* **What needs to be done**:
Report every line of the records below that contains the word "frame".

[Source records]
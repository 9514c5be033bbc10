//! End-to-end decoding tests over writer-built documents.

mod common;

use std::io::Write;

use common::{DocWriter, Val};
use irview_bgv::{DecodeError, DecodeOptions, GraphFile};
use irview_core::NodeId;

/// A fibonacci-like dump: one group, one "After parsing" graph with 21
/// nodes and 30 edges, two invokes, one branch, no loops.
fn fib_doc() -> DocWriter {
    let mut w = DocWriter::new(7, 0);
    w.define_string(1, "17:Fib.fib(int)");
    w.define_string(2, "fib");

    let classes: &[(u32, u32, &str)] = &[
        (10, 20, "org.graalvm.compiler.nodes.StartNode"),
        (11, 21, "org.graalvm.compiler.nodes.ParameterNode"),
        (12, 22, "org.graalvm.compiler.nodes.ConstantNode"),
        (13, 23, "org.graalvm.compiler.nodes.calc.IntegerLessThanNode"),
        (14, 24, "org.graalvm.compiler.nodes.IfNode"),
        (15, 25, "org.graalvm.compiler.nodes.BeginNode"),
        (16, 26, "org.graalvm.compiler.nodes.calc.AddNode"),
        (17, 27, "org.graalvm.compiler.nodes.InvokeNode"),
        (18, 28, "org.graalvm.compiler.nodes.ReturnNode"),
    ];
    for (class_id, nc_id, name) in classes {
        w.define_class(*class_id, name);
        w.define_node_class(*nc_id, *class_id);
    }
    // node id -> node-class pool ref, 21 nodes total
    let node_classes: [u32; 21] = [
        20, 21, 22, 23, 24, 25, 25, 22, 26, 27, 26, 27, 26, 28, 28, 22, 26, 22, 26, 25, 22,
    ];

    w.group_begin(1, 2, None);
    w.graph_begin(17, "After parsing", &[], &[]);
    for (id, nc) in node_classes.iter().enumerate() {
        w.node(id as i32, *nc, &[]);
    }
    // 20 chain edges plus 10 cross edges: 30 total
    for i in 0..20i32 {
        w.edge(i, i + 1, &[("name", Val::Str("next"))]);
    }
    for i in 0..10i32 {
        w.edge(i, i + 2, &[("name", Val::Str("value"))]);
    }
    w.graph_end();
    w.group_end();
    w.doc_end();
    w
}

#[test]
fn header_validation() {
    let err = GraphFile::from_bytes(b"XGVB\x07\x00".to_vec()).unwrap_err();
    assert!(matches!(err, DecodeError::MalformedHeader { .. }));

    let err = GraphFile::from_bytes(DocWriter::new(5, 0).doc_end().finish()).unwrap_err();
    assert!(matches!(err, DecodeError::MalformedHeader { .. }));

    let file = GraphFile::from_bytes(DocWriter::new(7, 0).doc_end().finish()).unwrap();
    assert_eq!(file.version(), (7, 0));
    assert_eq!(file.graph_count(), 0);
}

#[test]
fn unknown_tag_fails_strict_and_skips_lenient() {
    let mut w = DocWriter::new(7, 0);
    w.define_class(1, "x.StartNode");
    w.define_node_class(2, 1);
    w.graph_begin(0, "g", &[], &[]);
    w.node(0, 2, &[]);
    w.record(0x2a, &[0xde, 0xad]);
    w.graph_end();
    w.doc_end();
    let bytes = w.finish();

    let err = GraphFile::from_bytes(bytes.clone()).unwrap_err();
    assert!(matches!(
        err,
        DecodeError::UnknownRecordTag { tag: 0x2a, .. }
    ));

    let file =
        GraphFile::from_bytes_with(bytes, DecodeOptions { lenient: true }).unwrap();
    assert_eq!(file.graph_count(), 1);
    let graph = file.decode_graph(0).unwrap();
    assert_eq!(graph.node_count(), 1);
}

#[test]
fn graph_body_records_outside_a_graph_are_rejected() {
    // A NODE_DEFINE before the first GRAPH_BEGIN fails at indexing, so no
    // document can index successfully yet fail to seek.
    let mut w = DocWriter::new(7, 0);
    w.define_class(1, "x.StartNode");
    w.define_node_class(2, 1);
    w.node(0, 2, &[]);
    w.graph_begin(0, "g", &[], &[]);
    w.graph_end();
    w.doc_end();
    let bytes = w.finish();

    let err = GraphFile::from_bytes(bytes.clone()).unwrap_err();
    assert!(matches!(err, DecodeError::UnexpectedRecord { tag: 0x05, .. }));
    // Leniency covers unknown tags, not misplaced known ones.
    let err = GraphFile::from_bytes_with(bytes, DecodeOptions { lenient: true }).unwrap_err();
    assert!(matches!(err, DecodeError::UnexpectedRecord { tag: 0x05, .. }));

    // Same for a stray GRAPH_END after a complete graph.
    let mut w = DocWriter::new(7, 0);
    w.graph_begin(0, "g", &[], &[]);
    w.graph_end();
    w.graph_end();
    w.doc_end();
    let err = GraphFile::from_bytes(w.finish()).unwrap_err();
    assert!(matches!(err, DecodeError::UnexpectedRecord { tag: 0x03, .. }));
}

#[test]
fn truncation_is_reported() {
    // The frame declares 100 body bytes but only two follow.
    let mut w = DocWriter::new(7, 0);
    w.record_with_length(0x05, 100, &[0, 0]);
    let err = GraphFile::from_bytes(w.finish()).unwrap_err();
    assert!(matches!(err, DecodeError::TruncatedStream { .. }));

    // A graph body cut off before its GRAPH_END.
    let mut w = DocWriter::new(7, 0);
    w.graph_begin(0, "g", &[], &[]);
    let err = GraphFile::from_bytes(w.finish()).unwrap_err();
    assert!(matches!(err, DecodeError::TruncatedStream { .. }));
}

#[test]
fn single_graph_decodes_with_resolved_properties() {
    let mut w = DocWriter::new(7, 0);
    w.define_string(1, "17:Fib.fib(int)");
    w.define_string(2, "fib");
    w.define_class(3, "Fib");
    w.define_method(4, 3, 2, "(int)");
    w.define_source_position(5, 4, 9, None);
    w.define_source_position(6, 4, 2, Some(5));
    w.define_class(7, "org.graalvm.compiler.nodes.StartNode");
    w.define_node_class(8, 7);
    w.define_enum(9, "HotSpotMethod", 1);

    w.group_begin(1, 2, Some(4));
    w.graph_begin(
        17,
        "After phase %s",
        &[Val::Str("Canonicalizer")],
        &[("scope", Val::Ref(9))],
    );
    w.node(
        0,
        8,
        &[
            ("stamp", Val::Str("void")),
            ("source_position", Val::Ref(6)),
        ],
    );
    w.node(1, 8, &[]);
    w.edge(0, 1, &[("name", Val::Str("next")), ("index", Val::Int(0))]);
    w.set_node_prop(1, "flagged", &Val::Bool(true));
    w.set_graph_prop("late", &Val::Float(1.5));
    w.graph_end();
    w.group_end();
    w.doc_end();

    let file = GraphFile::from_bytes(w.finish()).unwrap();
    assert_eq!(file.graph_count(), 1);
    let entry = &file.graphs()[0];
    assert_eq!(entry.id, 17);
    assert_eq!(entry.name, "17:Fib.fib(int)/After phase Canonicalizer");

    let graph = file.decode_graph(0).unwrap();
    assert_eq!(graph.name, "17:Fib.fib(int)/After phase Canonicalizer");
    assert_eq!(graph.props["scope"].as_str(), Some("HotSpotMethod"));
    assert_eq!(graph.props["late"], irview_core::PropValue::Float(1.5));

    let start = graph.node(NodeId(0)).unwrap();
    assert_eq!(
        start.node_class(),
        Some("org.graalvm.compiler.nodes.StartNode")
    );
    assert_eq!(start.get("stamp").and_then(|v| v.as_str()), Some("void"));
    // Source positions resolve to the frame chain, innermost first.
    assert_eq!(
        graph.source_chain(NodeId(0)).unwrap(),
        Some(vec![
            "Fib.fib(int) (bci 2)".to_string(),
            "Fib.fib(int) (bci 9)".to_string(),
        ])
    );

    let other = graph.node(NodeId(1)).unwrap();
    assert_eq!(other.get("flagged").and_then(|v| v.as_bool()), Some(true));

    let (_, edge) = graph.outputs(NodeId(0)).unwrap()[0];
    assert_eq!(edge.to, NodeId(1));
    assert_eq!(edge.name(), Some("next"));
}

#[test]
fn nested_groups_compose_the_graph_name() {
    let mut w = DocWriter::new(7, 0);
    w.define_string(1, "Outer");
    w.define_string(2, "o");
    w.define_string(3, "Inner");
    w.define_string(4, "i");
    w.group_begin(1, 2, None);
    w.group_begin(3, 4, None);
    w.graph_begin(0, "After parsing", &[], &[]);
    w.graph_end();
    w.group_end();
    w.group_end();
    w.doc_end();

    let file = GraphFile::from_bytes(w.finish()).unwrap();
    assert_eq!(file.graphs()[0].name, "Outer/Inner/After parsing");
}

#[test]
fn pool_rebinds_are_applied_even_in_skipped_graphs() {
    let mut w = DocWriter::new(7, 0);
    w.define_class(1, "x.StartNode");
    w.define_node_class(2, 1);
    w.define_string(3, "first");

    w.graph_begin(0, "g0", &[], &[]);
    w.node(0, 2, &[("tag", Val::Ref(3))]);
    // Rebind inside the first graph's body; the second graph sees it.
    w.define_string(3, "second");
    w.graph_end();

    w.graph_begin(1, "g1", &[], &[]);
    w.node(0, 2, &[("tag", Val::Ref(3))]);
    w.graph_end();
    w.doc_end();

    let file = GraphFile::from_bytes(w.finish()).unwrap();
    let tag = |graph: &irview_core::Graph| {
        graph
            .node(NodeId(0))
            .unwrap()
            .get("tag")
            .and_then(|v| v.as_str())
            .map(str::to_string)
    };

    let g0 = file.decode_graph(0).unwrap();
    assert_eq!(tag(&g0).as_deref(), Some("first"));
    // Seeking to graph 1 skips graph 0's body but observes its rebind.
    let g1 = file.decode_graph(1).unwrap();
    assert_eq!(tag(&g1).as_deref(), Some("second"));
}

#[test]
fn seek_decode_matches_sequential_decode() {
    let mut w2 = DocWriter::new(7, 0);
    w2.define_string(1, "17:Fib.fib(int)");
    w2.define_string(2, "fib");
    w2.define_class(3, "x.StartNode");
    w2.define_node_class(4, 3);
    w2.group_begin(1, 2, None);
    w2.graph_begin(0, "g0", &[], &[]);
    w2.node(0, 4, &[]);
    w2.graph_end();
    w2.graph_begin(1, "g1", &[], &[]);
    w2.node(0, 4, &[]);
    w2.node(1, 4, &[]);
    w2.edge(0, 1, &[("name", Val::Str("next"))]);
    w2.graph_end();
    w2.group_end();
    w2.doc_end();

    for bytes in [fib_doc().finish(), w2.finish()] {
        let file = GraphFile::from_bytes(bytes).unwrap();
        let all = file.decode_all().unwrap();
        assert_eq!(all.len(), file.graph_count());
        for (index, sequential) in all.iter().enumerate() {
            let sought = file.decode_graph(index).unwrap();
            assert_eq!(
                serde_json::to_value(&sought).unwrap(),
                serde_json::to_value(sequential).unwrap()
            );
        }
    }
}

#[test]
fn dangling_edge_reference_fails() {
    let mut w = DocWriter::new(7, 0);
    w.define_class(1, "x.StartNode");
    w.define_node_class(2, 1);
    w.graph_begin(0, "g", &[], &[]);
    w.node(0, 2, &[]);
    w.edge(0, 99, &[]);
    w.graph_end();
    w.doc_end();

    let file = GraphFile::from_bytes(w.finish()).unwrap();
    let err = file.decode_graph(0).unwrap_err();
    assert!(matches!(
        err,
        DecodeError::DanglingEdgeReference { node: 99, .. }
    ));
}

#[test]
fn missing_graph_index_is_reported() {
    let file = GraphFile::from_bytes(fib_doc().finish()).unwrap();
    let err = file.decode_graph(3).unwrap_err();
    assert!(matches!(
        err,
        DecodeError::GraphNotFound { index: 3, count: 1 }
    ));
}

#[test]
fn block_property_becomes_block_list() {
    let mut w = DocWriter::new(7, 0);
    w.define_class(1, "x.StartNode");
    w.define_node_class(2, 1);
    w.graph_begin(0, "g", &[], &[]);
    w.node(0, 2, &[]);
    w.node(1, 2, &[]);
    w.set_graph_prop(
        "blocks",
        &Val::List(vec![Val::Map(vec![
            ("id", Val::Int(0)),
            ("nodes", Val::List(vec![Val::Int(0), Val::Int(1)])),
        ])]),
    );
    w.graph_end();
    w.doc_end();

    let graph = GraphFile::from_bytes(w.finish())
        .unwrap()
        .decode_graph(0)
        .unwrap();
    assert!(graph.props.get("blocks").is_none());
    assert_eq!(graph.blocks().len(), 1);
    assert_eq!(graph.blocks()[0].id, 0);
    assert_eq!(graph.blocks()[0].nodes, vec![NodeId(0), NodeId(1)]);
}

#[test]
fn gzipped_documents_are_transparent() {
    let plain = GraphFile::from_bytes(fib_doc().finish()).unwrap();
    let zipped = GraphFile::from_bytes(fib_doc().finish_gzipped()).unwrap();
    assert_eq!(plain.graph_count(), zipped.graph_count());
    assert_eq!(plain.graphs()[0].name, zipped.graphs()[0].name);
    assert_eq!(
        serde_json::to_value(plain.decode_graph(0).unwrap()).unwrap(),
        serde_json::to_value(zipped.decode_graph(0).unwrap()).unwrap()
    );
}

#[test]
fn open_reads_a_file_from_disk() {
    let mut file = tempfile::NamedTempFile::new().unwrap();
    file.write_all(&fib_doc().finish_gzipped()).unwrap();
    file.flush().unwrap();

    let opened = GraphFile::open(file.path()).unwrap();
    assert_eq!(opened.graph_count(), 1);
    assert_eq!(opened.graphs()[0].name, "17:Fib.fib(int)/After parsing");
}

#[test]
fn fib_dump_end_to_end() {
    let file = GraphFile::from_bytes(fib_doc().finish()).unwrap();
    assert_eq!(file.graph_count(), 1);
    let entry = &file.graphs()[0];
    assert_eq!(entry.id, 17);
    assert_eq!(entry.name, "17:Fib.fib(int)/After parsing");

    let graph = file.decode_graph(0).unwrap();
    assert_eq!(graph.node_count(), 21);
    assert_eq!(graph.edge_count(), 30);

    let summary = graph.summary();
    assert!(summary.has_branches());
    assert!(summary.has_calls());
    assert!(!summary.has_loops());
    assert!(!summary.has_deopts());
    assert_eq!(summary.call_count, 2);
    assert_eq!(
        summary.node_class_tally["org.graalvm.compiler.nodes.IfNode"],
        1
    );
}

* **Exercise response**:
    // The frame declares 100 body bytes but only two follow.
    // Source positions resolve to the frame chain, innermost first.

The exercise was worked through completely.